Every time travel movie has its own set of rules for the science fiction phenomenon, but one movie from over 70 years ago, I'll Never Forget You , has an explanation that trumps that of modern movies. Arriving nearly 35 years before time travel classic Back to the Future , the 1951 film I’ll Never Forget You follows scientist Peter Standish, whose decision to travel from the 1950s to the 18th century doesn’t quite work out as he had hoped. Rather than leaving behind the complexities of 20th century life for a simpler existence, Peter has a difficult time assimilating to the past. To make matters worse, Peter falls for the wrong woman, jeopardizing both his past and future.
Considering the concept of time travel wouldn’t become mainstream in movies until almost a decade later with The Time Machine in 1960, I’ll Never Forget You ’s love story is way ahead of its time. I’ll Never Forget You ’s tale is fully grounded in reality, which allows it to be easily accessible, shining a light on the moral and ethical implications of Peter’s journey in a way that modern movies often don’t. Not only is I’ll Never Forget You an underrated yet great time travel movie , but its distinct approach to and explanation for time travel remains one of the best.

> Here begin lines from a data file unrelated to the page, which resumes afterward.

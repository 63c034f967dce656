//! In-process stand-in for the game client.
//!
//! Keeps just enough state to answer host actions and emits the trade events a
//! real client would report: a requested partner opens the trade window, and
//! an accepted trade completes and closes it. The binary drives it from its
//! tick loop; tests use it as a deterministic host.

use std::collections::HashSet;

use guardian_domain::{ChatChannel, ChatMessage, GpAmount, PlayerName, WorldInfo, WorldNumber};

use crate::infrastructure::ports::{HostActions, HostError, HostEvent};

#[derive(Debug, Clone, PartialEq, Eq)]
pub struct SentMessage {
    pub channel: ChatChannel,
    pub text: String,
}

#[derive(Debug, Default)]
pub struct SimulatedHost {
    worlds: Vec<WorldInfo>,
    current_world: Option<WorldNumber>,
    nearby: HashSet<String>,
    trade_partner: Option<String>,
    offered: Option<GpAmount>,
    events: Vec<HostEvent>,
    messages: Vec<SentMessage>,
    screenshots: Vec<String>,
}

impl SimulatedHost {
    pub fn new(worlds: Vec<WorldInfo>, current_world: Option<WorldNumber>) -> Self {
        Self {
            worlds,
            current_world,
            ..Self::default()
        }
    }

    /// A player that can receive trade requests.
    pub fn with_player(mut self, name: &str) -> Self {
        self.nearby.insert(normalize(name));
        self
    }

    /// Simulates another player opening a trade with us.
    pub fn open_inbound_trade(&mut self, partner: &str) {
        self.trade_partner = Some(partner.to_string());
        self.offered = None;
        self.events.push(HostEvent::TradeWindowOpened {
            partner: partner.to_string(),
        });
    }

    /// Simulates the partner walking away from the trade.
    pub fn close_trade(&mut self) {
        if self.trade_partner.take().is_some() {
            self.offered = None;
            self.events.push(HostEvent::TradeWindowClosed);
        }
    }

    /// Events produced since the last call, in order.
    pub fn drain_events(&mut self) -> Vec<HostEvent> {
        std::mem::take(&mut self.events)
    }

    pub fn messages(&self) -> &[SentMessage] {
        &self.messages
    }

    pub fn screenshots(&self) -> &[String] {
        &self.screenshots
    }

    pub fn trade_partner(&self) -> Option<&str> {
        self.trade_partner.as_deref()
    }

    pub fn offered(&self) -> Option<GpAmount> {
        self.offered
    }
}

impl HostActions for SimulatedHost {
    fn worlds(&self) -> Vec<WorldInfo> {
        self.worlds.clone()
    }

    fn current_world(&self) -> Option<WorldNumber> {
        self.current_world
    }

    fn hop_world(&mut self, world: WorldNumber) -> Result<(), HostError> {
        if self.current_world.is_none() {
            return Err(HostError::Failed("not logged in".to_string()));
        }
        tracing::debug!(world = %world, "Simulated world hop");
        self.current_world = Some(world);
        Ok(())
    }

    fn send_trade_request(&mut self, player: &PlayerName) -> Result<(), HostError> {
        if !self.nearby.contains(&normalize(player.as_str())) {
            return Err(HostError::NotFound(format!("Player {}", player)));
        }
        // The partner answers straight away; the window opens on the next event poll.
        self.trade_partner = Some(player.as_str().to_string());
        self.offered = None;
        self.events.push(HostEvent::TradeWindowOpened {
            partner: player.as_str().to_string(),
        });
        Ok(())
    }

    fn offer_gp(&mut self, amount: GpAmount) -> Result<(), HostError> {
        if self.trade_partner.is_none() {
            return Err(HostError::WindowClosed);
        }
        self.offered = Some(amount);
        Ok(())
    }

    fn accept_trade(&mut self) -> Result<(), HostError> {
        if self.trade_partner.is_none() {
            return Err(HostError::WindowClosed);
        }
        // Both sides accepted: the trade completes and the interface closes.
        self.close_trade();
        Ok(())
    }

    fn send_message(
        &mut self,
        message: &ChatMessage,
        channel: ChatChannel,
    ) -> Result<(), HostError> {
        self.messages.push(SentMessage {
            channel,
            text: message.as_str().to_string(),
        });
        Ok(())
    }

    fn capture_screenshot(&mut self, label: &str) -> Result<(), HostError> {
        self.screenshots.push(label.to_string());
        Ok(())
    }
}

fn normalize(name: &str) -> String {
    name.trim()
        .chars()
        .map(|c| match c {
            '_' | '-' => ' ',
            c => c.to_ascii_lowercase(),
        })
        .collect()
}

#[cfg(test)]
mod tests {
    use super::*;

    fn host() -> SimulatedHost {
        let w302 = WorldNumber::new(302).unwrap();
        SimulatedHost::new(vec![WorldInfo::new(w302, 900)], Some(w302)).with_player("Iron_Bob")
    }

    #[test]
    fn trade_request_to_nearby_player_opens_window() {
        let mut host = host();
        host.send_trade_request(&PlayerName::new("iron bob").unwrap())
            .unwrap();
        assert_eq!(
            host.drain_events(),
            vec![HostEvent::TradeWindowOpened {
                partner: "iron bob".to_string()
            }]
        );
        assert!(host.drain_events().is_empty());
    }

    #[test]
    fn trade_request_to_unknown_player_is_not_found() {
        let mut host = host();
        let err = host
            .send_trade_request(&PlayerName::new("Nobody").unwrap())
            .unwrap_err();
        assert!(matches!(err, HostError::NotFound(_)));
        assert!(host.drain_events().is_empty());
    }

    #[test]
    fn offer_and_accept_need_open_window() {
        let mut host = host();
        assert_eq!(
            host.offer_gp(GpAmount::new(5).unwrap()),
            Err(HostError::WindowClosed)
        );
        assert_eq!(host.accept_trade(), Err(HostError::WindowClosed));
    }

    #[test]
    fn accepting_completes_and_closes_the_trade() {
        let mut host = host();
        host.open_inbound_trade("Alice");
        host.offer_gp(GpAmount::new(1000).unwrap()).unwrap();
        host.accept_trade().unwrap();
        assert_eq!(
            host.drain_events(),
            vec![
                HostEvent::TradeWindowOpened {
                    partner: "Alice".to_string()
                },
                HostEvent::TradeWindowClosed,
            ]
        );
        assert_eq!(host.trade_partner(), None);
    }
}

I'll Never Forget You Perfectly Explains The Time Travel Concept
I’ll Never Forget You ’s explanation of the concept of time travel is one that makes that most sense. According to Peter Standish, the past is still happening around those in the present, and he uses the analogy of stars to convey his point. When people look at stars, they are often seeing them as they were long ago rather than how they are in the present due to the time it takes for light to travel. Peter claims that the problem is that the past is like stars : Those in the present can see it, but can’t reach it yet.
Related: 8 Time Travel Movies That Actually Make Sense
While all time travel movies offer their own rules for the concept of time travel, they often follow conventional standards for how time works. Most time travel movies operate under the assumption that time is linear or nonlinear , but I’ll Never Forget You ’s star analogy is easily one of the best explanations for the concept of time travel. It perfectly describes how the “ past ” can become the new “ present ,” and how time continues to pass in the “ present ”. I’ll Never Forget You ’s “ simultaneous ” concept of time is completely unique, which cements it as one of the most underrated time travel movies.
I'll Never Forget You's Time Travel Story Is Better Than Most Modern Movies
Though I’ll Never Forget You ’s story is straightforward, it manages to outdo those of many modern time travel movies. Other time travel movies can get bogged down in trying to explain its concept with science, which sometimes can lead to the plot becoming overly convoluted. However, I’ll Never Forget You ’s comparatively simple approach allows the movie to fully invest itself in the issues surrounding Peter’s flawed actions in the 18th century. The morality and ethics of time travel is a core tenant of all great movies in this genre, and I’ll Never Forget You ’s ability to focus on these questions contributes to its successful execution.
Part of I’ll Never Forget You ’s plot that puts it ahead of modern movies is its realistic approach . Because Peter keeps slipping up and can’t fit in, his 18th century peers deem him "insane" and take him into custody. While it’s a dismal outcome, it makes sense that someone from modern times wouldn’t be able to assimilate into a previous century, something time travel movies often get wrong . While I’ll Never Forget You is rarely considered in conversations about the greatest time travel movies, its unique yet realistic approach to the subject proves it should be.